■ Task directions ■
Could you return every line of the records below that contains the word "MongoApplicationStore"?

_ _ _ _

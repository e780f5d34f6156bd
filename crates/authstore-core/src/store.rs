//! Store Traits
//!
//! CRUD-style persistence contracts implemented by each backend, one
//! extension trait per entity kind on top of the shared [`EntityStore`].

use async_trait::async_trait;
use chrono::{DateTime, Utc};

use crate::entity::EntityDocument;
use crate::error::Result;

/// Operations shared by every entity kind.
#[async_trait]
pub trait EntityStore<T: EntityDocument>: Send + Sync {
    async fn count(&self) -> Result<u64>;

    async fn create(&self, entity: &T) -> Result<()>;

    async fn find_by_id(&self, id: &str) -> Result<Option<T>>;

    /// Replaces the stored entity with the same id.
    async fn update(&self, entity: &T) -> Result<()>;

    /// Returns whether an entity was actually removed.
    async fn delete(&self, id: &str) -> Result<bool>;

    async fn list(&self, limit: Option<i64>, offset: Option<u64>) -> Result<Vec<T>>;
}

#[async_trait]
pub trait ApplicationStore<T: EntityDocument>: EntityStore<T> {
    async fn find_by_client_id(&self, client_id: &str) -> Result<Option<T>>;
}

#[async_trait]
pub trait AuthorizationStore<T: EntityDocument>: EntityStore<T> {
    async fn find_by_subject(&self, subject: &str) -> Result<Vec<T>>;

    async fn find_by_application(&self, application_id: &str) -> Result<Vec<T>>;

    /// Removes authorizations created before `before` that are no
    /// longer valid. Returns the number of removed entries.
    async fn prune(&self, before: DateTime<Utc>) -> Result<u64>;
}

#[async_trait]
pub trait ScopeStore<T: EntityDocument>: EntityStore<T> {
    async fn find_by_name(&self, name: &str) -> Result<Option<T>>;

    async fn find_by_names(&self, names: &[String]) -> Result<Vec<T>>;
}

impl<T: EntityDocument> std::fmt::Debug for dyn TokenStore<T> {
    fn fmt(&self, f: &mut std::fmt::Formatter<'_>) -> std::fmt::Result {
        f.write_str("dyn TokenStore")
    }
}

#[async_trait]
pub trait TokenStore<T: EntityDocument>: EntityStore<T> {
    async fn find_by_reference_id(&self, reference_id: &str) -> Result<Option<T>>;

    async fn find_by_subject(&self, subject: &str) -> Result<Vec<T>>;

    async fn find_by_authorization(&self, authorization_id: &str) -> Result<Vec<T>>;

    /// Removes tokens created before `before` that can no longer be
    /// used: non-valid status, or already past their expiry.
    async fn prune(&self, before: DateTime<Utc>) -> Result<u64>;
}
//! Index Bootstrap
//!
//! Creates the indexes the kind-specific queries rely on. Index
//! creation is idempotent; run it once at startup.

use mongodb::bson::{doc, Document};
use mongodb::options::IndexOptions;
use mongodb::{Database, IndexModel};
use tracing::debug;

use authstore_core::{Result, StoreError};

use crate::MongoStoreOptions;

async fn create(database: &Database, collection: &str, model: IndexModel) -> Result<()> {
    database
        .collection::<Document>(collection)
        .create_index(model)
        .await
        .map_err(StoreError::database)?;
    Ok(())
}

fn unique(keys: Document) -> IndexModel {
    IndexModel::builder()
        .keys(keys)
        .options(IndexOptions::builder().unique(true).build())
        .build()
}

fn lookup(keys: Document) -> IndexModel {
    IndexModel::builder().keys(keys).build()
}

/// Unique sparse index: the field is optional but must be unique when
/// present (reference ids).
fn unique_sparse(keys: Document) -> IndexModel {
    IndexModel::builder()
        .keys(keys)
        .options(IndexOptions::builder().unique(true).sparse(true).build())
        .build()
}

pub async fn ensure_indexes(database: &Database, options: &MongoStoreOptions) -> Result<()> {
    let applications = options.applications_collection.as_str();
    create(database, applications, unique(doc! { "client_id": 1 })).await?;

    let authorizations = options.authorizations_collection.as_str();
    create(database, authorizations, lookup(doc! { "subject": 1 })).await?;
    create(database, authorizations, lookup(doc! { "application_id": 1 })).await?;

    let scopes = options.scopes_collection.as_str();
    create(database, scopes, unique(doc! { "name": 1 })).await?;

    let tokens = options.tokens_collection.as_str();
    create(database, tokens, unique_sparse(doc! { "reference_id": 1 })).await?;
    create(database, tokens, lookup(doc! { "subject": 1 })).await?;
    create(database, tokens, lookup(doc! { "authorization_id": 1 })).await?;

    debug!(database = database.name(), "ensured store indexes");
    Ok(())
}
//! MongoDB Entity Stores
//!
//! One store per entity kind, generic over the entity type. Each
//! operation acquires the database handle through the shared
//! [`MongoContext`], so a handle configured or swapped at runtime is
//! picked up without rebuilding stores.
//!
//! Kind-specific queries address the built-in serde field names
//! (`client_id`, `subject`, `reference_id`, ...); custom entity types
//! must keep those names.

use std::marker::PhantomData;
use std::sync::Arc;

use async_trait::async_trait;
use chrono::{DateTime, Utc};
use futures::TryStreamExt;
use mongodb::bson::doc;
use mongodb::Collection;
use tokio_util::sync::CancellationToken;
use tracing::info;

use authstore_core::{
    ApplicationStore, AuthorizationStore, EntityDocument, EntityStore, Result, ScopeStore,
    StoreError, TokenStore,
};

use crate::context::MongoContext;

macro_rules! mongo_store {
    ($name:ident, $collection_field:ident) => {
        pub struct $name<T: EntityDocument> {
            context: Arc<MongoContext>,
            collection: String,
            cancellation: CancellationToken,
            _entity: PhantomData<fn() -> T>,
        }

        impl<T: EntityDocument> $name<T> {
            pub fn new(context: Arc<MongoContext>) -> Self {
                let collection = context.options().$collection_field.clone();
                let cancellation = context.options().cancellation.clone();
                Self {
                    context,
                    collection,
                    cancellation,
                    _entity: PhantomData,
                }
            }

            async fn collection(&self) -> Result<Collection<T>> {
                let database = self.context.database(&self.cancellation).await?;
                Ok(database.collection(&self.collection))
            }
        }

        #[async_trait]
        impl<T: EntityDocument> EntityStore<T> for $name<T> {
            async fn count(&self) -> Result<u64> {
                self.collection()
                    .await?
                    .count_documents(doc! {})
                    .await
                    .map_err(StoreError::database)
            }

            async fn create(&self, entity: &T) -> Result<()> {
                self.collection()
                    .await?
                    .insert_one(entity)
                    .await
                    .map_err(StoreError::database)?;
                Ok(())
            }

            async fn find_by_id(&self, id: &str) -> Result<Option<T>> {
                self.collection()
                    .await?
                    .find_one(doc! { "_id": id })
                    .await
                    .map_err(StoreError::database)
            }

            async fn update(&self, entity: &T) -> Result<()> {
                self.collection()
                    .await?
                    .replace_one(doc! { "_id": entity.id() }, entity)
                    .await
                    .map_err(StoreError::database)?;
                Ok(())
            }

            async fn delete(&self, id: &str) -> Result<bool> {
                let result = self
                    .collection()
                    .await?
                    .delete_one(doc! { "_id": id })
                    .await
                    .map_err(StoreError::database)?;
                Ok(result.deleted_count > 0)
            }

            async fn list(&self, limit: Option<i64>, offset: Option<u64>) -> Result<Vec<T>> {
                let collection = self.collection().await?;
                let mut find = collection.find(doc! {}).sort(doc! { "_id": 1 });
                if let Some(offset) = offset {
                    find = find.skip(offset);
                }
                if let Some(limit) = limit {
                    find = find.limit(limit);
                }
                let cursor = find.await.map_err(StoreError::database)?;
                cursor.try_collect().await.map_err(StoreError::database)
            }
        }
    };
}

mongo_store!(MongoApplicationStore, applications_collection);
mongo_store!(MongoAuthorizationStore, authorizations_collection);
mongo_store!(MongoScopeStore, scopes_collection);
mongo_store!(MongoTokenStore, tokens_collection);

#[async_trait]
impl<T: EntityDocument> ApplicationStore<T> for MongoApplicationStore<T> {
    async fn find_by_client_id(&self, client_id: &str) -> Result<Option<T>> {
        self.collection()
            .await?
            .find_one(doc! { "client_id": client_id })
            .await
            .map_err(StoreError::database)
    }
}

#[async_trait]
impl<T: EntityDocument> AuthorizationStore<T> for MongoAuthorizationStore<T> {
    async fn find_by_subject(&self, subject: &str) -> Result<Vec<T>> {
        let cursor = self
            .collection()
            .await?
            .find(doc! { "subject": subject })
            .await
            .map_err(StoreError::database)?;
        cursor.try_collect().await.map_err(StoreError::database)
    }

    async fn find_by_application(&self, application_id: &str) -> Result<Vec<T>> {
        let cursor = self
            .collection()
            .await?
            .find(doc! { "application_id": application_id })
            .await
            .map_err(StoreError::database)?;
        cursor.try_collect().await.map_err(StoreError::database)
    }

    async fn prune(&self, before: DateTime<Utc>) -> Result<u64> {
        let result = self
            .collection()
            .await?
            .delete_many(doc! {
                "created_at": { "$lt": before.timestamp_millis() },
                "status": { "$ne": "valid" },
            })
            .await
            .map_err(StoreError::database)?;

        if result.deleted_count > 0 {
            info!("Pruned {} authorizations (MongoDB)", result.deleted_count);
        }
        Ok(result.deleted_count)
    }
}

#[async_trait]
impl<T: EntityDocument> ScopeStore<T> for MongoScopeStore<T> {
    async fn find_by_name(&self, name: &str) -> Result<Option<T>> {
        self.collection()
            .await?
            .find_one(doc! { "name": name })
            .await
            .map_err(StoreError::database)
    }

    async fn find_by_names(&self, names: &[String]) -> Result<Vec<T>> {
        let cursor = self
            .collection()
            .await?
            .find(doc! { "name": { "$in": names.to_vec() } })
            .await
            .map_err(StoreError::database)?;
        cursor.try_collect().await.map_err(StoreError::database)
    }
}

#[async_trait]
impl<T: EntityDocument> TokenStore<T> for MongoTokenStore<T> {
    async fn find_by_reference_id(&self, reference_id: &str) -> Result<Option<T>> {
        self.collection()
            .await?
            .find_one(doc! { "reference_id": reference_id })
            .await
            .map_err(StoreError::database)
    }

    async fn find_by_subject(&self, subject: &str) -> Result<Vec<T>> {
        let cursor = self
            .collection()
            .await?
            .find(doc! { "subject": subject })
            .await
            .map_err(StoreError::database)?;
        cursor.try_collect().await.map_err(StoreError::database)
    }

    async fn find_by_authorization(&self, authorization_id: &str) -> Result<Vec<T>> {
        let cursor = self
            .collection()
            .await?
            .find(doc! { "authorization_id": authorization_id })
            .await
            .map_err(StoreError::database)?;
        cursor.try_collect().await.map_err(StoreError::database)
    }

    async fn prune(&self, before: DateTime<Utc>) -> Result<u64> {
        let now = Utc::now().timestamp_millis();
        let result = self
            .collection()
            .await?
            .delete_many(doc! {
                "$and": [
                    { "created_at": { "$lt": before.timestamp_millis() } },
                    { "$or": [
                        { "status": { "$ne": "valid" } },
                        { "expires_at": { "$lt": now } },
                    ] },
                ],
            })
            .await
            .map_err(StoreError::database)?;

        if result.deleted_count > 0 {
            info!("Pruned {} tokens (MongoDB)", result.deleted_count);
        }
        Ok(result.deleted_count)
    }
}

_ _ _ _

■ Your response ■
mongo_store!(MongoApplicationStore, applications_collection);
impl<T: EntityDocument> ApplicationStore<T> for MongoApplicationStore<T> {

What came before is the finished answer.